Work request - Each record has to be repeated exactly as given.

Task input -
=======

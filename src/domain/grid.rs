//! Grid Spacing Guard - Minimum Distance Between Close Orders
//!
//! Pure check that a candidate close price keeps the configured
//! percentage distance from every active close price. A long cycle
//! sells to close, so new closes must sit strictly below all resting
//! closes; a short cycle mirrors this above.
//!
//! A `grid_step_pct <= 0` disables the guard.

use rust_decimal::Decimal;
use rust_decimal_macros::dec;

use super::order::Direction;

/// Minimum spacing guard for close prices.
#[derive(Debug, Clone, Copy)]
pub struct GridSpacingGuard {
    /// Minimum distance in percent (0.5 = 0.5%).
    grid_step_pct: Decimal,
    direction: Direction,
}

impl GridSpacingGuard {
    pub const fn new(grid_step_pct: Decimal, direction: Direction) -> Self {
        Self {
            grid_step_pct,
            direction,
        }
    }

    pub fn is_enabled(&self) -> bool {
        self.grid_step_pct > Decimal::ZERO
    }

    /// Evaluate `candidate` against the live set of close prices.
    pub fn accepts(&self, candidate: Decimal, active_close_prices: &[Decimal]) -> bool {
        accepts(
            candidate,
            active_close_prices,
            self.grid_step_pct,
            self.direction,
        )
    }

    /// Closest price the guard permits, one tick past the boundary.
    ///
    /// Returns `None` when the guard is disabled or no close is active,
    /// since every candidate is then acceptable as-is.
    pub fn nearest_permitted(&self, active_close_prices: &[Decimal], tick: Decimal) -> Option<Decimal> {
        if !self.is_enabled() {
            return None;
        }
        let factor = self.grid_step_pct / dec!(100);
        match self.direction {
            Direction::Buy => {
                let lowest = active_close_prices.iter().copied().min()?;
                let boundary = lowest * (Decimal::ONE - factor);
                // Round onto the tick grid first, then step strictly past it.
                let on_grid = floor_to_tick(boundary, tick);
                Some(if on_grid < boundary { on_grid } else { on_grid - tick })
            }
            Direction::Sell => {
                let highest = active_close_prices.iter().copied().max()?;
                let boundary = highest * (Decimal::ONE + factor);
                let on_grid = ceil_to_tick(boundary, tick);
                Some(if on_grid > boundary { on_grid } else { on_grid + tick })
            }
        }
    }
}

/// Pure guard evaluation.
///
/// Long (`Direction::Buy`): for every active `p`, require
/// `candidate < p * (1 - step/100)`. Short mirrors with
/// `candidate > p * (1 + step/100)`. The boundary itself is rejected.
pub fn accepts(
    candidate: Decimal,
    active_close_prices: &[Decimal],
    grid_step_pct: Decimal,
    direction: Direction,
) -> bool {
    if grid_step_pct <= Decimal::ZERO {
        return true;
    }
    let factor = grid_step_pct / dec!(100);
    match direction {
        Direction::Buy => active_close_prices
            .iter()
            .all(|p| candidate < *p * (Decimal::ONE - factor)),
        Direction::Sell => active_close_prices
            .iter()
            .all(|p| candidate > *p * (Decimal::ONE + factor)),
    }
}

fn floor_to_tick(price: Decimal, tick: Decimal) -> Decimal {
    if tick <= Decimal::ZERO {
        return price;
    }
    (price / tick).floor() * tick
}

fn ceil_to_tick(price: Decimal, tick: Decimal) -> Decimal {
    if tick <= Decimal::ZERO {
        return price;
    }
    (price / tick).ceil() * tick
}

=======

Output of the task -
filename src/domain/grid.rs
//! Grid Spacing Guard - Minimum Distance Between Close Orders
//!
//! Pure check that a candidate close price keeps the configured
//! percentage distance from every active close price. A long cycle
//! sells to close, so new closes must sit strictly below all resting
//! closes; a short cycle mirrors this above.
//!
//! A `grid_step_pct <= 0` disables the guard.

use rust_decimal::Decimal;
use rust_decimal_macros::dec;

use super::order::Direction;

/// Minimum spacing guard for close prices.
#[derive(Debug, Clone, Copy)]
pub struct GridSpacingGuard {
    /// Minimum distance in percent (0.5 = 0.5%).
    grid_step_pct: Decimal,
    direction: Direction,
}

impl GridSpacingGuard {
    pub const fn new(grid_step_pct: Decimal, direction: Direction) -> Self {
        Self {
            grid_step_pct,
            direction,
        }
    }

    pub fn is_enabled(&self) -> bool {
        self.grid_step_pct > Decimal::ZERO
    }

    /// Evaluate `candidate` against the live set of close prices.
    pub fn accepts(&self, candidate: Decimal, active_close_prices: &[Decimal]) -> bool {
        accepts(
            candidate,
            active_close_prices,
            self.grid_step_pct,
            self.direction,
        )
    }

    /// Closest price the guard permits, one tick past the boundary.
    ///
    /// Returns `None` when the guard is disabled or no close is active,
    /// since every candidate is then acceptable as-is.
    pub fn nearest_permitted(&self, active_close_prices: &[Decimal], tick: Decimal) -> Option<Decimal> {
        if !self.is_enabled() {
            return None;
        }
        let factor = self.grid_step_pct / dec!(100);
        match self.direction {
            Direction::Buy => {
                let lowest = active_close_prices.iter().copied().min()?;
                let boundary = lowest * (Decimal::ONE - factor);
                // Round onto the tick grid first, then step strictly past it.
                let on_grid = floor_to_tick(boundary, tick);
                Some(if on_grid < boundary { on_grid } else { on_grid - tick })
            }
            Direction::Sell => {
                let highest = active_close_prices.iter().copied().max()?;
                let boundary = highest * (Decimal::ONE + factor);
                let on_grid = ceil_to_tick(boundary, tick);
                Some(if on_grid > boundary { on_grid } else { on_grid + tick })
            }
        }
    }
}

/// Pure guard evaluation.
///
/// Long (`Direction::Buy`): for every active `p`, require
/// `candidate < p * (1 - step/100)`. Short mirrors with
/// `candidate > p * (1 + step/100)`. The boundary itself is rejected.
pub fn accepts(
    candidate: Decimal,
    active_close_prices: &[Decimal],
    grid_step_pct: Decimal,
    direction: Direction,
) -> bool {
    if grid_step_pct <= Decimal::ZERO {
        return true;
    }
    let factor = grid_step_pct / dec!(100);
    match direction {
        Direction::Buy => active_close_prices
            .iter()
            .all(|p| candidate < *p * (Decimal::ONE - factor)),
        Direction::Sell => active_close_prices
            .iter()
            .all(|p| candidate > *p * (Decimal::ONE + factor)),
    }
}

fn floor_to_tick(price: Decimal, tick: Decimal) -> Decimal {
    if tick <= Decimal::ZERO {
        return price;
    }
    (price / tick).floor() * tick
}

fn ceil_to_tick(price: Decimal, tick: Decimal) -> Decimal {
    if tick <= Decimal::ZERO {
        return price;
    }
    (price / tick).ceil() * tick
}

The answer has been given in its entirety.